Mateo contemplaba las delicias expuestas en el inmaculado escaparate. Tragó la saliva que se agolpaba en su boca, y hurgó con los dedos en los bolsillos, deseando encontrar una moneda.
Pero como era habitual no había nada, así que suspiró y arrimó la nariz al cristal mientras doña Alicia haciendo aspavientos salía a la puerta de la confitería.
-¡Niño! ¿No ves que estás manchando el cristal? ¡Anda quita de ahí!-Le dijo a la vez que le empujaba. El niño trastabilló y contestó a la dueña-¡Si no he puesto los dedos doña Alicia!
-Con lo sucio que estás no hace falta que pongas los dedos para manchar el vidrio-Una voz conocida contestó tras él.
Mateo cerró los puños con fuerza y se volvió, allí estaba Adolfito el hijo de la confitera, riéndose de él.
-No estoy sucio-Replicó furioso.
La ropa de Mateo estaba manchada de hollín, cuando salía de la escuela iba a ayudar al carbonero del pueblo. Todos los lunes su madre le daba la ropa limpia, pero cuando llegaba la noche ya estaba manchada, y así se quedaba hasta el domingo, que era cuando su madre lavaba.
-Anda Adolfito, vamos dentro- Doña Alicia tomó la mano de su hijo-Te he dicho que no quiero que te juntes con esos rojos.
Mateo sintió un fuego muy dentro de él que no sabía cómo apagar. Dio media vuelta tratando de no llorar, y su pie tropezó con una piedra, se agachó a recogerla y apuntó a la cabeza de Adolfito.
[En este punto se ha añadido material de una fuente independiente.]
use chrono::{NaiveDate, NaiveTime};
use serde::Deserialize;
use thiserror::Error;

use crate::domain::types::{CustomerEmail, CustomerName, PeopleCount, SpaceId};

/// Raw booking form as posted by the booking modal. Missing fields behave
/// like empty submissions so every problem can be reported at once.
#[derive(Debug, Deserialize)]
pub struct CreateBookingForm {
    #[serde(default)]
    pub space_id: i32,
    #[serde(default)]
    pub date: String,
    #[serde(default)]
    pub start_time: String,
    #[serde(default)]
    pub end_time: String,
    #[serde(default)]
    pub people: i32,
    #[serde(default)]
    pub customer_name: String,
    #[serde(default)]
    pub customer_email: String,
    #[serde(default)]
    pub customer_phone: String,
    #[serde(default)]
    pub notes: String,
}

/// Fully validated booking request. Capacity and slot checks still happen in
/// the service because they need the space record.
#[derive(Debug, Clone, PartialEq)]
pub struct CreateBookingPayload {
    pub space_id: SpaceId,
    pub date: NaiveDate,
    pub start_time: NaiveTime,
    pub end_time: NaiveTime,
    pub people: PeopleCount,
    pub customer_name: CustomerName,
    pub customer_email: CustomerEmail,
    pub customer_phone: Option<String>,
    pub notes: Option<String>,
}

/// All field-level failures, collected rather than short-circuited.
#[derive(Debug, Error, PartialEq, Eq)]
#[error("{}", .messages.join(" "))]
pub struct CreateBookingFormError {
    pub messages: Vec<String>,
}

fn optional(value: String) -> Option<String> {
    let trimmed = value.trim();
    if trimmed.is_empty() {
        None
    } else {
        Some(trimmed.to_string())
    }
}

impl TryFrom<CreateBookingForm> for CreateBookingPayload {
    type Error = CreateBookingFormError;

    fn try_from(form: CreateBookingForm) -> Result<Self, Self::Error> {
        let mut messages = Vec::new();

        let space_id = SpaceId::new(form.space_id).ok();
        if space_id.is_none() {
            messages.push("Select a valid workspace.".to_string());
        }

        let date = NaiveDate::parse_from_str(form.date.trim(), "%Y-%m-%d").ok();
        if date.is_none() {
            messages.push("Choose a valid booking date.".to_string());
        }

        let start_time = NaiveTime::parse_from_str(form.start_time.trim(), "%H:%M").ok();
        if start_time.is_none() {
            messages.push("Enter a valid start time.".to_string());
        }

        let end_time = NaiveTime::parse_from_str(form.end_time.trim(), "%H:%M").ok();
        if end_time.is_none() {
            messages.push("Enter a valid end time.".to_string());
        }

        if let (Some(start), Some(end)) = (start_time, end_time)
            && start >= end
        {
            messages.push("End time must be later than the start time.".to_string());
        }

        let people = PeopleCount::new(form.people).ok();
        if people.is_none() {
            messages.push("Enter the number of people attending.".to_string());
        }

        let customer_name = CustomerName::new(form.customer_name).ok();
        if customer_name.is_none() {
            messages.push("Enter your name.".to_string());
        }

        let customer_email = CustomerEmail::new(form.customer_email).ok();
        if customer_email.is_none() {
            messages.push("Enter a valid email address.".to_string());
        }

        match (space_id, date, start_time, end_time, people, customer_name, customer_email) {
            (
                Some(space_id),
                Some(date),
                Some(start_time),
                Some(end_time),
                Some(people),
                Some(customer_name),
                Some(customer_email),
            ) if messages.is_empty() => Ok(Self {
                space_id,
                date,
                start_time,
                end_time,
                people,
                customer_name,
                customer_email,
                customer_phone: optional(form.customer_phone),
                notes: optional(form.notes),
            }),
            _ => Err(CreateBookingFormError { messages }),
        }
    }
}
El alguacil llevaba a Mateo cogido del cuello y de vez en cuando le zarandeaba. En uno de ellos sonrió y le dijo.
-¡Jodío chico!¡Mira que romperle el vidrio a doña Alicia, tú has salío a tu padre!.
Mateo pensó que no sabía a quién había salido, no recordaba a su padre más que por el retrato de boda que tenía su madre en el aparador, donde ella de pie y con la mano en el hombro de su padre, se tapaba la barriga con un enorme ramo. Eran muy jovenes pero ya muy viejos. Mateo se acercaba al retrato y le preguntaba-¿Dónde estás tú, eh? ¿Por qué no escribes? ¡Que yo sé leer!
El padre marchó al frente cuando madre estaba preñada de él, y volvió cuando Mateo tenía dos años. Poco después, el padre volvió a desaparecer. Cuando le preguntaba a su madre, ella suspiraba y se ponía triste, y si insistía comenzaba a llorar, entonces su hermano Higinio le sacudía. Pero aún así le gustó que el señor Damián dijera que había salido a él.
Llegaron al ayuntamiento y el alguacil le hizo entrar al despacho del alcalde y le mando quedarse a un lado.
-¡Mire lo que traigo, señor Alcalde! El muy bribón le ha roto el cristal a la marquesita-dijo rascándose la boina.
El miedo de Mateo dejó paso al orgullo, cuando el alcalde le miró y exclamó-¡Coño, el hijo del maqui!